Future Economic Loss

[53] The plaintiff is currently working 5 hours per day 5 days per week and earning about $486 per week net.[64] She consumes up to 12 Nurofen per day. Her de facto performs the bulk of the household chores. As I mentioned earlier she receives assistance from her work mate such that she performs only the lighter tasks.[65] In my view, even bearing in mind the prospects of improvement from counselling or a pain clinic, which I think are remote, this is not a sustainable earning capacity in the longer term.

[54] In this regard it is necessary to say something about the views of Dr Burke, an occupational physician. He expressed the view that there were few restrictions on Ms Hick’s employability. Mr Grant-Taylor and Mr Ashton in their submissions expressly disclaimed reliance on Dr Burke’s views. There were good reasons for doing so. I am not at all sure that Dr Burke appreciated the full gravity of the orthopaedic injuries suffered. His claim that the lumbar spine injury involved a common fracture[66] was at odds with the views of the two very experienced orthopaedic surgeons called. He dismissed the notion of there being a probability of degeneration in the lumbar spine.[67] He expressed surprise at the suggestion that Ms Hick’s psychiatric problems would restrict her capacity to work full time over the next five years[68] – a view held by the psychiatrists called. Effectively he was at odds with the orthopaedic surgeons, the psychiatrists, and the occupational therapist in their assessments. His dismissal of Ms Hick’s claims of being restricted, in pain, and in need of assistance must involve either a non acceptance of the validity of her complaints, an assumption that she ought to be sufficiently stoical to bear her multiple disabilities and perform at higher functional level, or a view that treatment now will improve her level of functioning to a remarkable degree.  I disagree with each of those views.

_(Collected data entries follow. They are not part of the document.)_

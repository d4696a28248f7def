//! Worker event stream consumption
//!
//! One reader task per run owns the worker's stdout: raw lines go to the
//! append-only event log, parsed events go to the engine in stream order.

mod reader;

pub use reader::spawn_reader;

[55] The second defendant contended for an award of $150,000, the plaintiff for $500,000. The defendant’s submission drew a distinction between the next five years and the period thereafter. That was so because of the psychiatric evidence of difficulties Ms Hick will have in maintaining employment in the next five years. [69] The submission presupposes the certainty that treatment will take place and that it will be effective in significantly ameliorating Ms Hick’s symptoms. Neither assumption in my view is justified. Rather there must be an allowance for the possibility of such treatment occurring and being effective, the prospect of which I do not rate highly.[70]

[56] The plaintiff pointed to the statistical average adult wage of $901 per week as reflecting Ms Hick’s probable long term earning capacity. Mr Crow pointed to the grades achieved at high school to justify so high a wage.  The submission might have more force if there was cogent evidence as to the academic content and demands of the courses in question.  As evidence of her incapacity in a practical sense he relied on Ms Hick’s dismissal from six positions over the three and half years since she left school and her significant difficulties in maintaining her present position.

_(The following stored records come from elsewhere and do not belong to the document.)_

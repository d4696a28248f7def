//! Workloop - iterative agent loop driver
//!
//! CLI entry point for running and inspecting loops.

use std::path::PathBuf;
use std::sync::Arc;

use clap::Parser;
use colored::Colorize;
use eyre::{Context, Result};
use tracing::{debug, info};

use workloop::cli::{Cli, Command, OutputFormat};
use workloop::domain::{IterationStats, LoopConfig, LoopStatus};
use workloop::r#loop::{LoopEngine, LoopObserver};
use workloop::state::{self, clean_loops, default_loops_root, list_loops};
use workloop::worker::WorkerEvent;

fn setup_logging(cli_log_level: Option<&str>) -> Result<()> {
    let level = match cli_log_level.map(str::to_uppercase).as_deref() {
        Some("TRACE") => tracing::Level::TRACE,
        Some("DEBUG") => tracing::Level::DEBUG,
        Some("INFO") | None => tracing::Level::INFO,
        Some("WARN") | Some("WARNING") => tracing::Level::WARN,
        Some("ERROR") => tracing::Level::ERROR,
        Some(other) => {
            eprintln!("Warning: Unknown log-level '{}', defaulting to INFO", other);
            tracing::Level::INFO
        }
    };

    tracing_subscriber::fmt()
        .with_writer(std::io::stderr)
        .with_env_filter(
            tracing_subscriber::EnvFilter::from_default_env().add_directive(level.into()),
        )
        .init();

    info!("Logging initialized (level: {:?})", level);
    Ok(())
}

#[tokio::main]
async fn main() -> Result<()> {
    let cli = Cli::parse();

    setup_logging(cli.log_level.as_deref()).context("Failed to setup logging")?;

    let loops_root = cli.loops_root.clone().unwrap_or_else(default_loops_root);
    debug!(loops_root = %loops_root.display(), "main: resolved loops root");

    match cli.command {
        Command::Run {
            name,
            task_file,
            working_dir,
            max_iterations,
            worker,
            worker_args,
            model,
            provider,
            thinking,
            reflect_every,
        } => {
            debug!(%name, "main: matched Run command");
            let working_dir = match working_dir {
                Some(dir) => dir,
                None => std::env::current_dir().context("Failed to get current directory")?,
            };

            let mut config = LoopConfig::new(name, working_dir);
            config.task_file = task_file;
            config.max_iterations = max_iterations;
            config.worker_command = worker;
            config.worker_args = worker_args;
            config.model = model;
            config.provider = provider;
            config.thinking_level = thinking;
            config.reflect_every = reflect_every;

            cmd_run(config, loops_root).await
        }
        Command::List { format } => {
            debug!(?format, "main: matched List command");
            cmd_list(&loops_root, format)
        }
        Command::Status { name, format } => {
            debug!(%name, ?format, "main: matched Status command");
            cmd_status(&loops_root, &name, format)
        }
        Command::Clean { all } => {
            debug!(all, "main: matched Clean command");
            cmd_clean(&loops_root, all)
        }
    }
}

/// Observer that prints loop progress to the console
struct ConsoleObserver;

impl LoopObserver for ConsoleObserver {
    fn on_event(&self, event: &WorkerEvent) {
        debug!(kind = event.kind(), "worker event");
    }

    fn on_iteration_start(&self, iteration: u32) {
        println!("Iteration {} started", iteration);
    }

    fn on_iteration_end(&self, stats: &IterationStats) {
        println!(
            "Iteration {} finished in {:.1}s ({} turns, {} in / {} out tokens, ${:.4})",
            stats.iteration,
            stats.duration_ms as f64 / 1000.0,
            stats.turns,
            stats.input_tokens,
            stats.output_tokens,
            stats.cost_usd,
        );
    }

    fn on_status(&self, status: LoopStatus, error: Option<&str>) {
        if let Some(error) = error {
            eprintln!("Loop entered {} state: {}", status, error);
        }
    }
}

/// Run a loop to a terminal state
async fn cmd_run(config: LoopConfig, loops_root: PathBuf) -> Result<()> {
    println!("Running loop '{}'", config.name);
    println!("  Task file: {}", config.task_path().display());
    println!("  Worker: {}", config.worker_command);
    if config.max_iterations > 0 {
        println!("  Max iterations: {}", config.max_iterations);
    }
    println!();

    let mut engine = LoopEngine::new(config, loops_root, Arc::new(ConsoleObserver))?;
    let handle = engine.handle();

    // First Ctrl+C requests a graceful stop; a second one kills the worker.
    tokio::spawn(async move {
        if tokio::signal::ctrl_c().await.is_err() {
            return;
        }
        eprintln!("\nStop requested; finishing the current iteration (Ctrl+C again to kill)");
        handle.stop();
        if tokio::signal::ctrl_c().await.is_err() {
            return;
        }
        eprintln!("\nKilling worker");
        handle.kill();
    });

    let status = engine.start().await?;
    let state = engine.handle().state();

    match status {
        LoopStatus::Completed => {
            println!(
                "\n✓ Loop completed after {} iterations (${:.4} total)",
                state.cumulative.iterations, state.cumulative.cost_usd
            );
        }
        LoopStatus::Stopped => {
            println!(
                "\n⚠ Loop stopped after {} iterations",
                state.cumulative.iterations
            );
        }
        LoopStatus::Error => {
            println!(
                "\n✗ Loop failed: {}",
                state.error.as_deref().unwrap_or("unknown error")
            );
            std::process::exit(1);
        }
        other => {
            println!("\nLoop ended in unexpected status: {}", other);
        }
    }

    Ok(())
}

fn colorize_status(status: LoopStatus) -> colored::ColoredString {
    let text = status.to_string();
    match status {
        LoopStatus::Running | LoopStatus::Starting => text.green(),
        LoopStatus::Completed => text.blue(),
        LoopStatus::Stopped => text.yellow(),
        LoopStatus::Error => text.red(),
    }
}

/// List loop directories
fn cmd_list(loops_root: &PathBuf, format: OutputFormat) -> Result<()> {
    let entries = list_loops(loops_root).context("Failed to scan loops directory")?;

    match format {
        OutputFormat::Json => {
            let json: Vec<_> = entries
                .iter()
                .map(|entry| {
                    serde_json::json!({
                        "name": entry.name,
                        "state": entry.state,
                    })
                })
                .collect();
            println!("{}", serde_json::to_string_pretty(&json)?);
        }
        OutputFormat::Text => {
            if entries.is_empty() {
                println!("No loops found under {}", loops_root.display());
                return Ok(());
            }

            println!("{:<30} {:<12} {:<10} {:<25}", "NAME", "STATUS", "ITERS", "UPDATED");
            println!("{}", "-".repeat(80));
            for entry in entries {
                match entry.state {
                    Some(state) => println!(
                        "{:<30} {:<12} {:<10} {:<25}",
                        entry.name,
                        colorize_status(state.status),
                        state.cumulative.iterations,
                        state.updated_at.to_rfc3339(),
                    ),
                    None => println!("{:<30} {:<12}", entry.name, "-"),
                }
            }
        }
    }

    Ok(())
}

/// Show one loop's persisted state
fn cmd_status(loops_root: &PathBuf, name: &str, format: OutputFormat) -> Result<()> {
    let state_path = loops_root.join(name).join("state.json");
    let state = match state::read_state(&state_path) {
        Ok(state) => state,
        Err(e) => {
            eprintln!("No state for loop '{}': {}", name, e);
            std::process::exit(1);
        }
    };

    match format {
        OutputFormat::Json => {
            println!("{}", serde_json::to_string_pretty(&state)?);
        }
        OutputFormat::Text => {
            println!("Loop: {}", name);
            println!("Status: {}", colorize_status(state.status));
            println!("Iteration: {}", state.iteration);
            println!("Turns: {}", state.cumulative.turns);
            println!(
                "Tokens: {} in / {} out",
                state.cumulative.input_tokens, state.cumulative.output_tokens
            );
            println!("Cost: ${:.4}", state.cumulative.cost_usd);
            println!("Started: {}", state.started_at.to_rfc3339());
            println!("Updated: {}", state.updated_at.to_rfc3339());
            if let Some(error) = &state.error {
                println!("Error: {}", error.red());
            }
            if let Some(pid) = state.worker_pid {
                println!("Worker PID: {}", pid);
            }
        }
    }

    Ok(())
}

/// Delete terminal loop directories
fn cmd_clean(loops_root: &PathBuf, all: bool) -> Result<()> {
    let removed = clean_loops(loops_root, all).context("Failed to clean loops directory")?;

    if removed.is_empty() {
        println!("Nothing to clean");
    } else {
        for name in &removed {
            println!("Removed {}", name);
        }
        println!("Cleaned {} loop(s)", removed.len());
    }

    Ok(())
}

[57] No authority was cited for the view that the average adult wage as determined by the Australian Statistician is any guide to a particular individual’s earning capacity. I do not accept it as a reliable guide here.

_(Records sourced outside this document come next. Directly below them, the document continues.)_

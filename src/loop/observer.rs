//! Lifecycle observer trait
//!
//! The front-end supplies an observer; the engine calls it from its own
//! task. All methods default to no-ops so observers implement only what
//! they care about.

use crate::domain::{IterationStats, LoopStatus};
use crate::worker::WorkerEvent;

/// Callbacks invoked by the engine as the loop progresses
pub trait LoopObserver: Send + Sync {
    /// A parsed worker event, in stream order, after telemetry has seen it
    fn on_event(&self, _event: &WorkerEvent) {}

    /// An iteration is about to send its prompt
    fn on_iteration_start(&self, _iteration: u32) {}

    /// An iteration completed and its stats were finalized
    fn on_iteration_end(&self, _stats: &IterationStats) {}

    /// The loop changed status; `error` is set on the error transition
    fn on_status(&self, _status: LoopStatus, _error: Option<&str>) {}
}

/// Observer that ignores everything
pub struct NoopObserver;

impl LoopObserver for NoopObserver {}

[58] Ms Hick gave evidence that prior to the subject accident she had ambitions to become a secretary in an office or a chef after leaving school.[71] She had applied for work at the local Mitre 10 store at Mackay as an office receptionist/secretary prior to the accident. There is evidence that she had the aptitude to perform such work.[72] She had taken no steps to qualify as a chef and no evidence was led to suggest any particular aptitude in that regard.  The probabilities in my view favour a finding that but for the accident Ms Hick would probably have in the longer term sought to work as a secretary or receptionist.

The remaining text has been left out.